Filter the records below for the word "newlen". Keep each line that has it.

##### THE DATA #####

//! The dstring class: a mutable, growable byte-buffer string.
//!
//! Distinct from the immutable interned string. Write, insert and delete
//! shift bytes in place; capacity follows the shared grow-by-3/2,
//! shrink-with-hysteresis heuristic so element churn near a size boundary
//! does not thrash the allocator.

use crate::class::{ClassId, Metamethod};
use crate::error::{Exception, VmResult};
use crate::memory::calcresize;
use crate::object::Payload;
use crate::strings::{bytes_compare, bytes_in, index_value, parse_real_prefix};
use crate::value::{ObjId, Value};
use crate::vm::Vm;

/// Capacity floor for dstring buffers.
const DSTRING_SIZEBASE: usize = 32;

/// Payload of a dstring.
pub struct DString {
    buf: Vec<u8>,
}

impl DString {
    pub(crate) fn from_bytes(b: &[u8]) -> Self {
        let mut buf = Vec::with_capacity(calcresize(DSTRING_SIZEBASE, 0, b.len().max(1)));
        buf.extend_from_slice(b);
        DString { buf }
    }

    /// Current contents.
    pub fn bytes(&self) -> &[u8] {
        &self.buf
    }

    pub fn len(&self) -> usize {
        self.buf.len()
    }

    pub fn is_empty(&self) -> bool {
        self.buf.is_empty()
    }

    /// Adjusts capacity for a new length, then sets the length. Growth and
    /// shrink both go through `calcresize`.
    fn set_size(&mut self, newlen: usize) {
        let cap = self.buf.capacity();
        let want = calcresize(DSTRING_SIZEBASE, cap, newlen);
        if want > cap {
            self.buf.reserve_exact(want - self.buf.len());
        } else if want < cap {
            self.buf.shrink_to(want);
        }
    }

    /// Overwrites bytes starting at `pos`, extending (zero-filling any gap)
    /// as needed.
    pub fn write(&mut self, pos: usize, data: &[u8]) {
        let end = pos + data.len();
        if end > self.buf.len() {
            self.set_size(end);
            if pos > self.buf.len() {
                self.buf.resize(pos, 0);
            }
            self.buf.resize(end, 0);
        }
        self.buf[pos..end].copy_from_slice(data);
    }

    /// Inserts bytes at `pos`, shifting the tail up.
    pub fn insert(&mut self, pos: usize, data: &[u8]) {
        self.set_size(self.buf.len() + data.len());
        for (i, &b) in data.iter().enumerate() {
            self.buf.insert(pos + i, b);
        }
    }

    /// Deletes `count` bytes starting at `pos`, shifting the tail down.
    pub fn delete(&mut self, pos: usize, count: usize) {
        self.buf.drain(pos..pos + count);
        let len = self.buf.len();
        self.set_size(len);
    }
}

impl Vm {
    /// Creates a dstring with the given contents. The returned object owns
    /// one reference.
    pub fn new_dstring(&mut self, bytes: &[u8]) -> VmResult<ObjId> {
        self.alloc_object(ClassId::DSTRING, Payload::DString(DString::from_bytes(bytes)))
    }

    /// The dstring payload of `id`.
    pub fn dstring(&self, id: ObjId) -> VmResult<&DString> {
        match &self.object(id).payload {
            Payload::DString(ds) => Ok(ds),
            _ => Err(Exception::WrongType),
        }
    }

    pub(crate) fn dstring_mut(&mut self, id: ObjId) -> VmResult<&mut DString> {
        match &mut self.object_mut(id).payload {
            Payload::DString(ds) => Ok(ds),
            _ => Err(Exception::WrongType),
        }
    }
}

fn ds_construct(vm: &mut Vm, _cid: ClassId, argv: usize, argc: usize) -> VmResult<Value> {
    let mut buf = Vec::with_capacity(argc);
    for i in 0..argc {
        let v = vm.heap[argv + i];
        // A single string initializer copies its contents.
        if argc == 1 {
            if let Some(bytes) = vm.value_bytes(&v) {
                let bytes = bytes.to_vec();
                let id = vm.new_dstring(&bytes)?;
                return Ok(Value::ObjRef(id));
            }
        }
        let b = v.as_int().ok_or(Exception::Arguments)?;
        if !(0..=255).contains(&b) {
            return Err(Exception::Arguments);
        }
        buf.push(b as u8);
    }
    let id = vm.new_dstring(&buf)?;
    Ok(Value::ObjRef(id))
}

fn ds_destruct(_vm: &mut Vm, _obj: ObjId) -> VmResult<()> {
    // The buffer is owned by the payload and goes with the slab slot.
    Ok(())
}

fn ds_getindex(
    vm: &mut Vm,
    obj: ObjId,
    op1: Option<&Value>,
    op2: Option<&mut Value>,
) -> VmResult<()> {
    let i = index_value(op1.ok_or(Exception::WrongIndex)?)?;
    let ds = vm.dstring(obj)?;
    if i < 0 {
        return Err(Exception::LowIndex);
    }
    if i as usize >= ds.len() {
        return Err(Exception::HighIndex);
    }
    let b = ds.bytes()[i as usize];
    *op2.ok_or(Exception::Internal)? = Value::Integer(b as i32);
    Ok(())
}

fn ds_setindex(
    vm: &mut Vm,
    obj: ObjId,
    op1: Option<&Value>,
    op2: Option<&mut Value>,
) -> VmResult<()> {
    let i = index_value(op1.ok_or(Exception::WrongIndex)?)?;
    if i < 0 {
        return Err(Exception::LowIndex);
    }
    let v = *op2.ok_or(Exception::WrongType)?;
    let b = v.as_int().ok_or(Exception::WrongType)?;
    let ds = vm.dstring_mut(obj)?;
    ds.write(i as usize, &[b as u8]);
    Ok(())
}

fn ds_in(vm: &mut Vm, obj: ObjId, op1: Option<&Value>, op2: Option<&mut Value>) -> VmResult<()> {
    let key = op1.ok_or(Exception::WrongType)?;
    let out = op2.ok_or(Exception::Internal)?;
    let found = match key {
        Value::Integer(_) | Value::Boolean(_) | Value::ClassId(_) | Value::Real(_) => {
            let c = index_value(key)?;
            if !(0..=255).contains(&c) {
                Value::Boolean(false)
            } else {
                bytes_in(vm.dstring(obj)?.bytes(), &[c as u8])
            }
        }
        Value::ObjRef(_) | Value::WeakRef { .. } => {
            let needle = vm
                .value_bytes(key)
                .ok_or(Exception::WrongType)?
                .to_vec();
            bytes_in(vm.dstring(obj)?.bytes(), &needle)
        }
        _ => return Err(Exception::WrongType),
    };
    *out = found;
    Ok(())
}

fn ds_insert(
    vm: &mut Vm,
    obj: ObjId,
    op1: Option<&Value>,
    op2: Option<&mut Value>,
) -> VmResult<()> {
    let i = index_value(op1.ok_or(Exception::WrongIndex)?)?;
    if i < 0 {
        return Err(Exception::LowIndex);
    }
    let v = *op2.ok_or(Exception::WrongType)?;
    let data: Vec<u8> = match vm.value_bytes(&v) {
        Some(b) => b.to_vec(),
        None => {
            let b = v.as_int().ok_or(Exception::WrongType)?;
            vec![b as u8]
        }
    };
    let ds = vm.dstring_mut(obj)?;
    if i as usize > ds.len() {
        return Err(Exception::HighIndex);
    }
    ds.insert(i as usize, &data);
    Ok(())
}

fn ds_delete(
    vm: &mut Vm,
    obj: ObjId,
    op1: Option<&Value>,
    op2: Option<&mut Value>,
) -> VmResult<()> {
    let len = vm.dstring(obj)?.len() as i32;
    let (i0, i1) = crate::vm::delete_range(op1, op2.as_deref(), len)?;
    if i1 < i0 {
        return Ok(());
    }
    let ds = vm.dstring_mut(obj)?;
    ds.delete(i0 as usize, (i1 - i0 + 1) as usize);
    Ok(())
}

fn ds_copy(vm: &mut Vm, obj: ObjId, op1: Option<&Value>, op2: Option<&mut Value>) -> VmResult<()> {
    let out = op2.ok_or(Exception::WrongIndex)?;
    let start = index_value(op1.ok_or(Exception::WrongIndex)?)?;
    let length = index_value(out)?;
    let ds = vm.dstring(obj)?;
    if start < 0 {
        return Err(Exception::LowIndex);
    }
    if length < 0 {
        return Err(Exception::WrongIndex);
    }
    if (start + length) as usize > ds.len() {
        return Err(Exception::HighIndex);
    }
    let sub = ds.bytes()[start as usize..(start + length) as usize].to_vec();
    let id = vm.new_dstring(&sub)?;
    *out = Value::ObjRef(id);
    Ok(())
}

fn ds_length(
    vm: &mut Vm,
    obj: ObjId,
    _op1: Option<&Value>,
    op2: Option<&mut Value>,
) -> VmResult<()> {
    let len = vm.dstring(obj)?.len() as i32;
    *op2.ok_or(Exception::Internal)? = Value::Integer(len);
    Ok(())
}

fn ds_compare(
    vm: &mut Vm,
    obj: ObjId,
    op1: Option<&Value>,
    op2: Option<&mut Value>,
) -> VmResult<()> {
    let key = op1.ok_or(Exception::WrongType)?;
    if !key.is_objref() {
        return Err(Exception::WrongType);
    }
    let out = op2.ok_or(Exception::Internal)?;
    if key.object() == Some(obj) {
        *out = Value::Integer(0);
        return Ok(());
    }
    let other = vm
        .value_bytes(key)
        .ok_or(Exception::NotImplemented)?
        .to_vec();
    let r = bytes_compare(vm.dstring(obj)?.bytes(), &other);
    *out = Value::Integer(r);
    Ok(())
}

fn ds_eq(vm: &mut Vm, obj: ObjId, op1: Option<&Value>, op2: Option<&mut Value>) -> VmResult<()> {
    let key = op1.ok_or(Exception::BadType)?;
    let out = op2.ok_or(Exception::Internal)?;
    let eq = match key.object() {
        Some(o) if o == obj => true,
        Some(_) => match vm.value_bytes(key) {
            Some(other) => other == vm.dstring(obj)?.bytes(),
            None => false,
        },
        None => false,
    };
    *out = Value::Boolean(eq);
    Ok(())
}

fn ds_add(vm: &mut Vm, obj: ObjId, op1: Option<&Value>, op2: Option<&mut Value>) -> VmResult<()> {
    let rhs = op1.ok_or(Exception::NotImplemented)?;
    let out = op2.ok_or(Exception::Internal)?;
    let rhs_bytes = vm
        .value_bytes(rhs)
        .ok_or(Exception::NotImplemented)?
        .to_vec();
    let mut buf = vm.dstring(obj)?.bytes().to_vec();
    buf.extend_from_slice(&rhs_bytes);
    let id = vm.new_dstring(&buf)?;
    *out = Value::ObjRef(id);
    Ok(())
}

fn ds_ipadd(
    vm: &mut Vm,
    obj: ObjId,
    op1: Option<&Value>,
    op2: Option<&mut Value>,
) -> VmResult<()> {
    let rhs = op1.ok_or(Exception::NotImplemented)?;
    let out = op2.ok_or(Exception::Internal)?;
    let rhs_bytes = vm
        .value_bytes(rhs)
        .ok_or(Exception::NotImplemented)?
        .to_vec();
    let ds = vm.dstring_mut(obj)?;
    let pos = ds.len();
    ds.write(pos, &rhs_bytes);
    vm.own_object(obj);
    *out = Value::ObjRef(obj);
    Ok(())
}

// Casts.

fn cast_clone(vm: &mut Vm, src: &Value, _to: ClassId) -> VmResult<Value> {
    let o = src.object().ok_or(Exception::WrongType)?;
    let bytes = vm.dstring(o)?.bytes().to_vec();
    let id = vm.new_dstring(&bytes)?;
    Ok(Value::ObjRef(id))
}

fn cast_to_string(vm: &mut Vm, src: &Value, _to: ClassId) -> VmResult<Value> {
    let o = src.object().ok_or(Exception::WrongType)?;
    let bytes = vm.dstring(o)?.bytes().to_vec();
    let id = vm.intern_bytes(&bytes)?;
    Ok(Value::ObjRef(id))
}

fn cast_to_real(vm: &mut Vm, src: &Value, _to: ClassId) -> VmResult<Value> {
    let o = src.object().ok_or(Exception::WrongType)?;
    Ok(Value::Real(parse_real_prefix(vm.dstring(o)?.bytes())))
}

fn cast_to_integer(vm: &mut Vm, src: &Value, _to: ClassId) -> VmResult<Value> {
    let o = src.object().ok_or(Exception::WrongType)?;
    Ok(Value::Integer(
        parse_real_prefix(vm.dstring(o)?.bytes()).floor() as i32,
    ))
}

fn cast_from_any(vm: &mut Vm, src: &Value, _to: ClassId) -> VmResult<Value> {
    let s = vm.value_repr(src);
    let id = vm.new_dstring(s.as_bytes())?;
    Ok(Value::ObjRef(id))
}

pub(crate) fn register(vm: &mut Vm) -> VmResult<()> {
    use crate::class::CastSelector::Class;

    vm.register_class(
        Some(ClassId::DSTRING),
        "dstring",
        ClassId::OBJECT,
        Some(ds_construct),
        Some(ds_destruct),
    )?;
    vm.set_metamethod(ClassId::DSTRING, Metamethod::GetIndex, Some(ds_getindex))?;
    vm.set_metamethod(ClassId::DSTRING, Metamethod::SetIndex, Some(ds_setindex))?;
    vm.set_metamethod(ClassId::DSTRING, Metamethod::In, Some(ds_in))?;
    vm.set_metamethod(ClassId::DSTRING, Metamethod::Insert, Some(ds_insert))?;
    vm.set_metamethod(ClassId::DSTRING, Metamethod::Delete, Some(ds_delete))?;
    vm.set_metamethod(ClassId::DSTRING, Metamethod::Copy, Some(ds_copy))?;
    vm.set_metamethod(ClassId::DSTRING, Metamethod::Length, Some(ds_length))?;
    vm.set_metamethod(ClassId::DSTRING, Metamethod::Compare, Some(ds_compare))?;
    vm.set_metamethod(ClassId::DSTRING, Metamethod::Eq, Some(ds_eq))?;
    vm.set_metamethod(ClassId::DSTRING, Metamethod::Add, Some(ds_add))?;
    vm.set_metamethod(ClassId::DSTRING, Metamethod::IpAdd, Some(ds_ipadd))?;

    vm.set_casts(Class(ClassId::DSTRING), Class(ClassId::DSTRING), cast_clone)?;
    vm.set_casts(
        Class(ClassId::DSTRING),
        Class(ClassId::STRING),
        cast_to_string,
    )?;
    vm.set_casts(Class(ClassId::DSTRING), Class(ClassId::REAL), cast_to_real)?;
    vm.set_casts(
        Class(ClassId::DSTRING),
        Class(ClassId::INTEGER),
        cast_to_integer,
    )?;
    for from in [
        ClassId::NIL,
        ClassId::REAL,
        ClassId::INTEGER,
        ClassId::BOOLEAN,
        ClassId::CLASSID,
    ] {
        vm.set_casts(Class(from), Class(ClassId::DSTRING), cast_from_any)?;
    }
    Ok(())
}

#[cfg(test)]
mod tests {
    use super::*;

    #[test]
    fn write_extends_and_overwrites() {
        let mut ds = DString::from_bytes(b"hello");
        ds.write(1, b"a");
        assert_eq!(ds.bytes(), b"hallo");
        ds.write(5, b"!!");
        assert_eq!(ds.bytes(), b"hallo!!");
        ds.write(9, b"x");
        assert_eq!(ds.bytes(), b"hallo!!\0\0x");
    }

    #[test]
    fn insert_then_delete_restores() {
        let mut ds = DString::from_bytes(b"abcd");
        ds.insert(2, b"XY");
        assert_eq!(ds.bytes(), b"abXYcd");
        ds.delete(2, 2);
        assert_eq!(ds.bytes(), b"abcd");
    }
}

#####

*COMPLETED TASK*
    fn set_size(&mut self, newlen: usize) {
        let want = calcresize(DSTRING_SIZEBASE, cap, newlen);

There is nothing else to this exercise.